Saved entries

((

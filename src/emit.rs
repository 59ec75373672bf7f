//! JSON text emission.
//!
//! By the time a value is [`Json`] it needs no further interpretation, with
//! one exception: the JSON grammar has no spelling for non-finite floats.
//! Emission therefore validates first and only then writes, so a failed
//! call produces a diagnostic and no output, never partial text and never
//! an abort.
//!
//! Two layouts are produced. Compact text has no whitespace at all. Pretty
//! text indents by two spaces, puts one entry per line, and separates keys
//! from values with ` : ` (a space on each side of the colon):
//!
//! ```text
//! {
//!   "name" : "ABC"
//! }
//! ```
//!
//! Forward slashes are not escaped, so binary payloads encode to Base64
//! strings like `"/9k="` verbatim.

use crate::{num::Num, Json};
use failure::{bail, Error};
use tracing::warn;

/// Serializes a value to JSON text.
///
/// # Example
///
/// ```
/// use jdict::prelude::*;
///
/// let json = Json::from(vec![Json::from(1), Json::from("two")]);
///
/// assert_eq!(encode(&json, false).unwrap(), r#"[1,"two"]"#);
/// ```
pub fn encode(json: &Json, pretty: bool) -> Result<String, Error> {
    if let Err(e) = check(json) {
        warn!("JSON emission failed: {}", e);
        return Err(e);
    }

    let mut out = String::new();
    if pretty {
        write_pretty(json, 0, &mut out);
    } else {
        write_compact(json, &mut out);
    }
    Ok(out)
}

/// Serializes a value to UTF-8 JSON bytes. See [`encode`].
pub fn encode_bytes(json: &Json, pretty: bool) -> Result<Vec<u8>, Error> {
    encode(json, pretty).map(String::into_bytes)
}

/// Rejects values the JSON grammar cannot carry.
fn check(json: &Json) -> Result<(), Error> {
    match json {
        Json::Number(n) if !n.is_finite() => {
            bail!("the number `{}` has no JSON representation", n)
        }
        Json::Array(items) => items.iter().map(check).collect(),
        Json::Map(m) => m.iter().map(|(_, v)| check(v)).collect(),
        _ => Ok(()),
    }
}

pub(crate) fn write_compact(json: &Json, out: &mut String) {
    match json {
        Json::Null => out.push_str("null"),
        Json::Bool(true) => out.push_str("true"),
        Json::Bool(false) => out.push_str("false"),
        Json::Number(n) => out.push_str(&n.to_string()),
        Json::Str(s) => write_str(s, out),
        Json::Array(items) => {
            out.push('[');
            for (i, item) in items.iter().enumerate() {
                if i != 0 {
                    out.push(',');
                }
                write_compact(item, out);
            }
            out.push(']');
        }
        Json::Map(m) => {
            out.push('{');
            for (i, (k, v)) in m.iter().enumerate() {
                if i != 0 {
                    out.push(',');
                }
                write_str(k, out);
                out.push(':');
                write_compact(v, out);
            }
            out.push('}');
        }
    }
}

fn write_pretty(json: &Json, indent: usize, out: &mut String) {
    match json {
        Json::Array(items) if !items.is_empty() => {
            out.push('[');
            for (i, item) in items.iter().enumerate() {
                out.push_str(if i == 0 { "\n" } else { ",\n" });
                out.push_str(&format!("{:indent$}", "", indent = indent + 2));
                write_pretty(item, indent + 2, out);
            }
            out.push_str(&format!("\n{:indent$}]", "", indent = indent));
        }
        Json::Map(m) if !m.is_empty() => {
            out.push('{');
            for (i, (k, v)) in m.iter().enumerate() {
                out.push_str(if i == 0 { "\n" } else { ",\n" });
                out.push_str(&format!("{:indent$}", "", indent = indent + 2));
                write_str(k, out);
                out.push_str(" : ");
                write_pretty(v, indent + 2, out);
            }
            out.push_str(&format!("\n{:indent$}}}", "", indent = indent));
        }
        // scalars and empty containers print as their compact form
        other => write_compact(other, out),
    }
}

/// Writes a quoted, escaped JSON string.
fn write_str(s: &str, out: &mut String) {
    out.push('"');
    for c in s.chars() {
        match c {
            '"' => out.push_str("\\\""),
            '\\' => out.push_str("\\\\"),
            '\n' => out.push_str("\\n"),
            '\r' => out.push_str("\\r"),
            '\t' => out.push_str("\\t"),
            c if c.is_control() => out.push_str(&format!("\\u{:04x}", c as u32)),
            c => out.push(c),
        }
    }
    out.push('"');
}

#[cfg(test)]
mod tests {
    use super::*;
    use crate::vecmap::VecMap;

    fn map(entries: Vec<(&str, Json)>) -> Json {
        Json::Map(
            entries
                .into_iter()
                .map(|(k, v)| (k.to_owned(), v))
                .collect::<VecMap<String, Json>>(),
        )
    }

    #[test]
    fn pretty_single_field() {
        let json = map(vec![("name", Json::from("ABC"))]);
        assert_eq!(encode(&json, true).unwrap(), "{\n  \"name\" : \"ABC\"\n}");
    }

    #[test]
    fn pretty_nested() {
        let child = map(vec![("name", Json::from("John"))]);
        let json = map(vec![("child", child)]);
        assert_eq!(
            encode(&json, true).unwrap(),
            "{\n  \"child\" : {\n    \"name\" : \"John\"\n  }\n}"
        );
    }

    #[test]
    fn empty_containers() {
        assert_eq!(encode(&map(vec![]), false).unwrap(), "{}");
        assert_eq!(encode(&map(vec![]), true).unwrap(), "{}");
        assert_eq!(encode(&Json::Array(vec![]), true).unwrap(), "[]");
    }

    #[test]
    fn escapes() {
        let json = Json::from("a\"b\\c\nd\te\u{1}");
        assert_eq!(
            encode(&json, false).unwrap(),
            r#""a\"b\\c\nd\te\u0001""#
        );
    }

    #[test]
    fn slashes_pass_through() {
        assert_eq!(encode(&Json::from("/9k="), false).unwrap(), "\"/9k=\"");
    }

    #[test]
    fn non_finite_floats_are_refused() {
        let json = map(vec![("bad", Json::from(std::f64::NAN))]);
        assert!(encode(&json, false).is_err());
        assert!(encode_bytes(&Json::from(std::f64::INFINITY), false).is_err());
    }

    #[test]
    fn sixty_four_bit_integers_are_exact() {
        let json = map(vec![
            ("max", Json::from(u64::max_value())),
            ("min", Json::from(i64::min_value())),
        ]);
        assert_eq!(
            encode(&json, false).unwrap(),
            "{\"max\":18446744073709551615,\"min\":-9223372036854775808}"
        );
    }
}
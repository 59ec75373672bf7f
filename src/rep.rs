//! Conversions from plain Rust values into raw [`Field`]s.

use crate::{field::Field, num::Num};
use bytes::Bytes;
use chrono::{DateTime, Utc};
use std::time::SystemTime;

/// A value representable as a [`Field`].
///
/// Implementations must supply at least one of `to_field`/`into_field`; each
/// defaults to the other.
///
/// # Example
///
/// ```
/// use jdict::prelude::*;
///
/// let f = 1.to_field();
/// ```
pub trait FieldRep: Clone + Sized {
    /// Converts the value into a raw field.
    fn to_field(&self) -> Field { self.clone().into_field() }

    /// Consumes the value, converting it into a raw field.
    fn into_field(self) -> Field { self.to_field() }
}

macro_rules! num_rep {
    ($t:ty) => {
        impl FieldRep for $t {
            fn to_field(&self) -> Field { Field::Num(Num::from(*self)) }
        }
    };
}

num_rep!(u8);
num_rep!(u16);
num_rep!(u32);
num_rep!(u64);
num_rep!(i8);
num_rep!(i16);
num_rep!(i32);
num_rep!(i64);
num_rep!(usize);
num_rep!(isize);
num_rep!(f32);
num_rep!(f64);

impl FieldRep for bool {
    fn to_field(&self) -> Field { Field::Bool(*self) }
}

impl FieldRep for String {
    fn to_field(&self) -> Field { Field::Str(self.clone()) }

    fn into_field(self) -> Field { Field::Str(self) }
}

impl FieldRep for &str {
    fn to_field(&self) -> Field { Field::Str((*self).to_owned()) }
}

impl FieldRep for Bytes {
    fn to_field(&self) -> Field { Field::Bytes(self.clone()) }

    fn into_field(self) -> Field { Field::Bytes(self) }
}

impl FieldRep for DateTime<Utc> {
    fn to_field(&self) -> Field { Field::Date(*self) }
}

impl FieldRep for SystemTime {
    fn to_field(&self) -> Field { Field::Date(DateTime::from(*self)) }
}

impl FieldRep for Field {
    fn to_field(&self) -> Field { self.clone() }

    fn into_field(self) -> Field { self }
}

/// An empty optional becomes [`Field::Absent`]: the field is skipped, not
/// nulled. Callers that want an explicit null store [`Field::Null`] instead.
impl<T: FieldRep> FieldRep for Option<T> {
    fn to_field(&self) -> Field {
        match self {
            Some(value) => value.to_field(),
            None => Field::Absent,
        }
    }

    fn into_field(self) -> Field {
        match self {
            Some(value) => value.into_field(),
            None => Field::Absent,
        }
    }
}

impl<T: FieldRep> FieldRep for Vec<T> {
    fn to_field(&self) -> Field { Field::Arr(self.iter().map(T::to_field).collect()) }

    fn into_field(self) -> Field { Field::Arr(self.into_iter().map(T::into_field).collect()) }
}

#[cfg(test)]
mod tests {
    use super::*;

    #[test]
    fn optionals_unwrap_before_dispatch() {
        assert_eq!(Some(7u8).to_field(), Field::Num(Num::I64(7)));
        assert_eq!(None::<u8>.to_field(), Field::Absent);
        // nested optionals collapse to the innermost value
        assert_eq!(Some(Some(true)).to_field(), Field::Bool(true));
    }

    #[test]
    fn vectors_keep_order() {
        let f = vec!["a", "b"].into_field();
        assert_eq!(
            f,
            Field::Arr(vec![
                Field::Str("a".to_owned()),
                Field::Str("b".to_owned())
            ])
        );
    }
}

))

**ABOUT THIS TASK**.
Tell how many lines above include the word "null". Give the number alone.

**EXERCISE ANSWER**.
2